[INPUT DATA]:
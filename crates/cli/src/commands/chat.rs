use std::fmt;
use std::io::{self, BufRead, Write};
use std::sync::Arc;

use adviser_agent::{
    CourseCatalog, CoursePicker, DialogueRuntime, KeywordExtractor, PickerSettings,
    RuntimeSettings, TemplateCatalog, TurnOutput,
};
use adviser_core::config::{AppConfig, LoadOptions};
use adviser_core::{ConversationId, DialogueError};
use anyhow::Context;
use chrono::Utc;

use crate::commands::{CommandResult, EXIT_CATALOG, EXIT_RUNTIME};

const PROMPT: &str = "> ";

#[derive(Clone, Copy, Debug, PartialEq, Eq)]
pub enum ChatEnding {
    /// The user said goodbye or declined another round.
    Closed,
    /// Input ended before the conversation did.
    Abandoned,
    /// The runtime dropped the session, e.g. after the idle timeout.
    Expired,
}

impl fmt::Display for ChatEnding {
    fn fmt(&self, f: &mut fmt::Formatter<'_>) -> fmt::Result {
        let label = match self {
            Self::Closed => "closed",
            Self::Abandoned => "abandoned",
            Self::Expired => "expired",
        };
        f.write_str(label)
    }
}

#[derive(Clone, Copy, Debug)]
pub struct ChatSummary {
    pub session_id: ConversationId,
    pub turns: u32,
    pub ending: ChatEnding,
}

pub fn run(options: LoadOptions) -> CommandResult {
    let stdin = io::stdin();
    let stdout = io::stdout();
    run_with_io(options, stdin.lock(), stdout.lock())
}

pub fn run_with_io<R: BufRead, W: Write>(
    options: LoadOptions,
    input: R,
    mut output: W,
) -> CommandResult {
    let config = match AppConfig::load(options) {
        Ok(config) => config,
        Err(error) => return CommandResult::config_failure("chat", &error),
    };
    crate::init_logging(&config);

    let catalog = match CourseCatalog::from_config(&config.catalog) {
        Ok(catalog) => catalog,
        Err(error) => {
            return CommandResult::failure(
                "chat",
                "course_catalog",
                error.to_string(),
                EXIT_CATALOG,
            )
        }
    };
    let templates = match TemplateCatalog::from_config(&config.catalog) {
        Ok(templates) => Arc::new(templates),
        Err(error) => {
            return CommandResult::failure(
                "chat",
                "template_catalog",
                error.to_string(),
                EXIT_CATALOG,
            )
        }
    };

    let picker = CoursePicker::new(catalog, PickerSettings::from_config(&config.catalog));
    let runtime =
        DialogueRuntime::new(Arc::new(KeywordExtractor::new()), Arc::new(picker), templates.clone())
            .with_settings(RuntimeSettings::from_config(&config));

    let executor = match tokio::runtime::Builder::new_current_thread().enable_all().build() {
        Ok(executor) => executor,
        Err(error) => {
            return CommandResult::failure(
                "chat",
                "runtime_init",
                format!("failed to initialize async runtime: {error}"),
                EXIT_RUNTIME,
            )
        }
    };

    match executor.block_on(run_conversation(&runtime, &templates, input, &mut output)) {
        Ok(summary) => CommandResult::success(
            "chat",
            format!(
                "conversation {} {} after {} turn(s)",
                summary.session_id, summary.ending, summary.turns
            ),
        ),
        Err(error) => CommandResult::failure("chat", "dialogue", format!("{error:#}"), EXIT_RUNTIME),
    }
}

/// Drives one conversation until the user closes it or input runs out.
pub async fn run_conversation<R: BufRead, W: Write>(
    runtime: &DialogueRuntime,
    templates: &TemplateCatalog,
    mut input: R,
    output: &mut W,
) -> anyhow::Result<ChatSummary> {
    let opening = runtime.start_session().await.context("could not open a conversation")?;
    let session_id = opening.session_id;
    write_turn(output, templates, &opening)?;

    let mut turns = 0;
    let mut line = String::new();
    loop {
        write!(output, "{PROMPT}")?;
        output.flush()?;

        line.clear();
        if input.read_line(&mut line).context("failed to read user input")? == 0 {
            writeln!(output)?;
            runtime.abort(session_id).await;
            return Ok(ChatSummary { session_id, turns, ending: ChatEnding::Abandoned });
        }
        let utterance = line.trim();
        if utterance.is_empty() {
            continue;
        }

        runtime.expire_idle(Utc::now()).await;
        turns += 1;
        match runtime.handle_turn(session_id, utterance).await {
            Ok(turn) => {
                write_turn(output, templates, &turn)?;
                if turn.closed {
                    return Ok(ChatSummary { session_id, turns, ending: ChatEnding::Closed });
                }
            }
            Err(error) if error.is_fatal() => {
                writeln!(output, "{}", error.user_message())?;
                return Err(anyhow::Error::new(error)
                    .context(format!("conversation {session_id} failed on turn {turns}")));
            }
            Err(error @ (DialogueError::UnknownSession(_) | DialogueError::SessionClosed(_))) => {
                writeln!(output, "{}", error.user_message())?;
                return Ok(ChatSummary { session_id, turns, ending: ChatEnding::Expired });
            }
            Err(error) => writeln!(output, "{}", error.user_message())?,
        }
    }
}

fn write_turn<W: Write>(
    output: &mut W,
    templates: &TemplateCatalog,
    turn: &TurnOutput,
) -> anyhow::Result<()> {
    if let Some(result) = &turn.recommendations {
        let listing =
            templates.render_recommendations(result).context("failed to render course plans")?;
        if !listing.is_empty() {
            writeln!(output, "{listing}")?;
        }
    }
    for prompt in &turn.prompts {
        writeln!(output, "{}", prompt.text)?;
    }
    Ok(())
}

[ACTIVITY]:
Would you print exactly the lines from the first line of the entries above through the line that has "let stdout = io::stdout();", both included, and stop there?

[SOLUTION BELOW]:
filename crates/cli/src/commands/chat.rs
use std::fmt;
use std::io::{self, BufRead, Write};
use std::sync::Arc;

use adviser_agent::{
    CourseCatalog, CoursePicker, DialogueRuntime, KeywordExtractor, PickerSettings,
    RuntimeSettings, TemplateCatalog, TurnOutput,
};
use adviser_core::config::{AppConfig, LoadOptions};
use adviser_core::{ConversationId, DialogueError};
use anyhow::Context;
use chrono::Utc;

use crate::commands::{CommandResult, EXIT_CATALOG, EXIT_RUNTIME};

const PROMPT: &str = "> ";

#[derive(Clone, Copy, Debug, PartialEq, Eq)]
pub enum ChatEnding {
    /// The user said goodbye or declined another round.
    Closed,
    /// Input ended before the conversation did.
    Abandoned,
    /// The runtime dropped the session, e.g. after the idle timeout.
    Expired,
}

impl fmt::Display for ChatEnding {
    fn fmt(&self, f: &mut fmt::Formatter<'_>) -> fmt::Result {
        let label = match self {
            Self::Closed => "closed",
            Self::Abandoned => "abandoned",
            Self::Expired => "expired",
        };
        f.write_str(label)
    }
}

#[derive(Clone, Copy, Debug)]
pub struct ChatSummary {
    pub session_id: ConversationId,
    pub turns: u32,
    pub ending: ChatEnding,
}

pub fn run(options: LoadOptions) -> CommandResult {
    let stdin = io::stdin();
    let stdout = io::stdout();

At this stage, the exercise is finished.